** Data follows **

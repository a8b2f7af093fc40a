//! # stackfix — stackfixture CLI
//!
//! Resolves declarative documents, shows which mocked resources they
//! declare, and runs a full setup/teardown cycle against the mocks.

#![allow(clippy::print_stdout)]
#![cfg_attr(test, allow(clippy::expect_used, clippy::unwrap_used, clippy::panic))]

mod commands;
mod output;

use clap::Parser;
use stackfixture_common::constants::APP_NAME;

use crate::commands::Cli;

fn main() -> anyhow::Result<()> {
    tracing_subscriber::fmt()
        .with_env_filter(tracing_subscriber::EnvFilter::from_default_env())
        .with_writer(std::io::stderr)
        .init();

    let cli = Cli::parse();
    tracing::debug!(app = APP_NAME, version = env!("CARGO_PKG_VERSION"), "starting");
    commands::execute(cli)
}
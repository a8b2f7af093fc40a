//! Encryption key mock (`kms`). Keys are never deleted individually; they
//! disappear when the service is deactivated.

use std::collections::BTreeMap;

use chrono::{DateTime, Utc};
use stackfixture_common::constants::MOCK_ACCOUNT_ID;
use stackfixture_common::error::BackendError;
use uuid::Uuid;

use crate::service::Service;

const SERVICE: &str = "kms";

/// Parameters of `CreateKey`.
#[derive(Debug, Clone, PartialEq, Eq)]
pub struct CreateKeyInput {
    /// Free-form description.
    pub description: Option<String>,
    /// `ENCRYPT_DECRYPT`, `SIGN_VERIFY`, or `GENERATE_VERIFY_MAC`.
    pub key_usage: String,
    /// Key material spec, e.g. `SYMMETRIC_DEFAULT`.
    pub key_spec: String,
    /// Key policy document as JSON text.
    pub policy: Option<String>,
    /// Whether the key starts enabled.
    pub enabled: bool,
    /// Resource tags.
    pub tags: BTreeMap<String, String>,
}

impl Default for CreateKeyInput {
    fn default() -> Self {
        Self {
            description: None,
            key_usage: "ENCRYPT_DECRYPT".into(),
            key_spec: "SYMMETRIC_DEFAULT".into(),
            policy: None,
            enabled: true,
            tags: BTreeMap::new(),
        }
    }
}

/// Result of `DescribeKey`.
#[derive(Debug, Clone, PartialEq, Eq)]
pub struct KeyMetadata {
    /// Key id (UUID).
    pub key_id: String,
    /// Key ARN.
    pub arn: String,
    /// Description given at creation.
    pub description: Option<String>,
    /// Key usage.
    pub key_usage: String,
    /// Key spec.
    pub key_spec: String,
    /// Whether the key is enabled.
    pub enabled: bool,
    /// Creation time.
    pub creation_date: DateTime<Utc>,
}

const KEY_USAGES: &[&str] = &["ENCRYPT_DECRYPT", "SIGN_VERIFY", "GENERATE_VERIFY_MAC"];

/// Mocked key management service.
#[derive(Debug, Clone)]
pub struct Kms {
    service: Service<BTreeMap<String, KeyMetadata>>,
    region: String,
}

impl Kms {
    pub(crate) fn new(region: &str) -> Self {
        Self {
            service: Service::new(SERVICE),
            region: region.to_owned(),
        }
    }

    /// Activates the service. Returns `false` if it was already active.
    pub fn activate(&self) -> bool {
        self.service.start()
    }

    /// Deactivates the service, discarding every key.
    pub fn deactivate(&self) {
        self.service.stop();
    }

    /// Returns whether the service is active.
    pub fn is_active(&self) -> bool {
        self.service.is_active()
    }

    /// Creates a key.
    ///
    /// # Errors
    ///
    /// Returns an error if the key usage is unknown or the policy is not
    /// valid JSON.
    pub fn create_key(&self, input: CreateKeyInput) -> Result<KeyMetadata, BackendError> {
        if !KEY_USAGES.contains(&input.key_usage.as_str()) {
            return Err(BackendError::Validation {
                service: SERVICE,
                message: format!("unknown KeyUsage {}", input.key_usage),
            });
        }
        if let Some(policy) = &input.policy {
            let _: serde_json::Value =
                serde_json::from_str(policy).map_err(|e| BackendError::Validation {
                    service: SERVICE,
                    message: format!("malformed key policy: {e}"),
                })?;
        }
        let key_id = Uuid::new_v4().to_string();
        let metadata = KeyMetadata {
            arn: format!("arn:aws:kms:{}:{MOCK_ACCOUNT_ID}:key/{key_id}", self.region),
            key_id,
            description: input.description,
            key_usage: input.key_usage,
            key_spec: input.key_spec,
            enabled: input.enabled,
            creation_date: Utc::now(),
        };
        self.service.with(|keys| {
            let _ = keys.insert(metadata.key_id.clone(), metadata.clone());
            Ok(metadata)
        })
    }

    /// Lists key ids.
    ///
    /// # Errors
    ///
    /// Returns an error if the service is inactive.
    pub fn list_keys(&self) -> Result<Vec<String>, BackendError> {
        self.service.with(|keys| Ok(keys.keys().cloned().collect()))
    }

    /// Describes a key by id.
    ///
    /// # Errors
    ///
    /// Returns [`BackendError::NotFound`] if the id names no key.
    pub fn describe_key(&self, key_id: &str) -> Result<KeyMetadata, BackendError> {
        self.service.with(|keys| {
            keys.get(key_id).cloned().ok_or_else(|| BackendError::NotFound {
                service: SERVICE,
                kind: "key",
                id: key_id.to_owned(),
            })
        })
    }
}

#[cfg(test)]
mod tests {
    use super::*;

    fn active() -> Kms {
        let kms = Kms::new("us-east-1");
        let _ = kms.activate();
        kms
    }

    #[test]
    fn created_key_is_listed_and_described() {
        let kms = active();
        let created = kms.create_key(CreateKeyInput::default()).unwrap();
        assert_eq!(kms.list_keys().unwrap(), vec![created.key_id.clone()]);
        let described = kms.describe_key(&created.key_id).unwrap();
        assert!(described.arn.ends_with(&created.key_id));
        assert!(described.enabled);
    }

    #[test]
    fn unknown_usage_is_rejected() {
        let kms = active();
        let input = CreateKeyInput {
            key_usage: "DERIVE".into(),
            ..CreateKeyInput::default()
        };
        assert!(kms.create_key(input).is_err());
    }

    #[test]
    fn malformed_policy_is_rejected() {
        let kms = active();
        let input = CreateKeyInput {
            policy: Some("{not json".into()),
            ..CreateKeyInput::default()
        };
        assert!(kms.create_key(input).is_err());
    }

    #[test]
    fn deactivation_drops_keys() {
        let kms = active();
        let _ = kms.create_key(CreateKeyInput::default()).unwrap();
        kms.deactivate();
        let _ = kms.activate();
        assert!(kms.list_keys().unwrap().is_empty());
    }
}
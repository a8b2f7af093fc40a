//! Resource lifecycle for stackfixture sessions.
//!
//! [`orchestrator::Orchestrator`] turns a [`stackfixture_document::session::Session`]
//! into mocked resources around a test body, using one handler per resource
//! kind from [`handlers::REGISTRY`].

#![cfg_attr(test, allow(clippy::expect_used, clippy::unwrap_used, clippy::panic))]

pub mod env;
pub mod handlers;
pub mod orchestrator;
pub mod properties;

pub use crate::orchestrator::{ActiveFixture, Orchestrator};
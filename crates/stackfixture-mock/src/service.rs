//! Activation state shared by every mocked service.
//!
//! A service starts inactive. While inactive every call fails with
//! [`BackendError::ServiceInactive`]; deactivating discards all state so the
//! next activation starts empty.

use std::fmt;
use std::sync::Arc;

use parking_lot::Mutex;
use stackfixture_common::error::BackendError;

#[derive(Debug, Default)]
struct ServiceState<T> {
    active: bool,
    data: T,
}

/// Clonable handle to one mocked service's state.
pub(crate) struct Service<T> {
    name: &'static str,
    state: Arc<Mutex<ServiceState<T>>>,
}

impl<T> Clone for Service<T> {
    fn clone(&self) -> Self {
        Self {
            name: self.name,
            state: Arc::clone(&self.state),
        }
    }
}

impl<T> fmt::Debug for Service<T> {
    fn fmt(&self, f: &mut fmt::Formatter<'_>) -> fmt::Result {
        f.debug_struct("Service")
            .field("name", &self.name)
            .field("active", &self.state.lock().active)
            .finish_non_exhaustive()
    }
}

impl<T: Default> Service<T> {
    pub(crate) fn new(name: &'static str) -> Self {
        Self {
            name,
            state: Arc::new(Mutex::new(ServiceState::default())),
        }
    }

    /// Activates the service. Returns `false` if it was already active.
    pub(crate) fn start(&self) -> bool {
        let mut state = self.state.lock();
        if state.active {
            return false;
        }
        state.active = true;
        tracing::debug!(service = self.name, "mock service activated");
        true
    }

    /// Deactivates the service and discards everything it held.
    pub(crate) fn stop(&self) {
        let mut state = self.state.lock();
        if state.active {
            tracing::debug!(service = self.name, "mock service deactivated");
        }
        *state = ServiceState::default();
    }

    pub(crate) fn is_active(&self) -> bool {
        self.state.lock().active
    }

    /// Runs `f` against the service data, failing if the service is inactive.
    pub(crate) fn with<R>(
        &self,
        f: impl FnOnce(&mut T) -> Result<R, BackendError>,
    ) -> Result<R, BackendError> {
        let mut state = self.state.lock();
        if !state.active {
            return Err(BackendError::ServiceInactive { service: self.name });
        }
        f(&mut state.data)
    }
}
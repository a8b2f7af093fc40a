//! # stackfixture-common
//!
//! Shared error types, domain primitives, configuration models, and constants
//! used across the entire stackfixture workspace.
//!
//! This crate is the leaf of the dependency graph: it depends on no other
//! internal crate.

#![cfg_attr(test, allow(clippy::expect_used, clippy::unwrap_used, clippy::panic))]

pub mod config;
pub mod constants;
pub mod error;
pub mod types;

** End of Data **

**Problem description**
Anywhere the listing shows the word "region", copy the full line.

**Answer to the problem**
    region: String,
    pub(crate) fn new(region: &str) -> Self {
            region: region.to_owned(),
            arn: format!("arn:aws:kms:{}:{MOCK_ACCOUNT_ID}:key/{key_id}", self.region),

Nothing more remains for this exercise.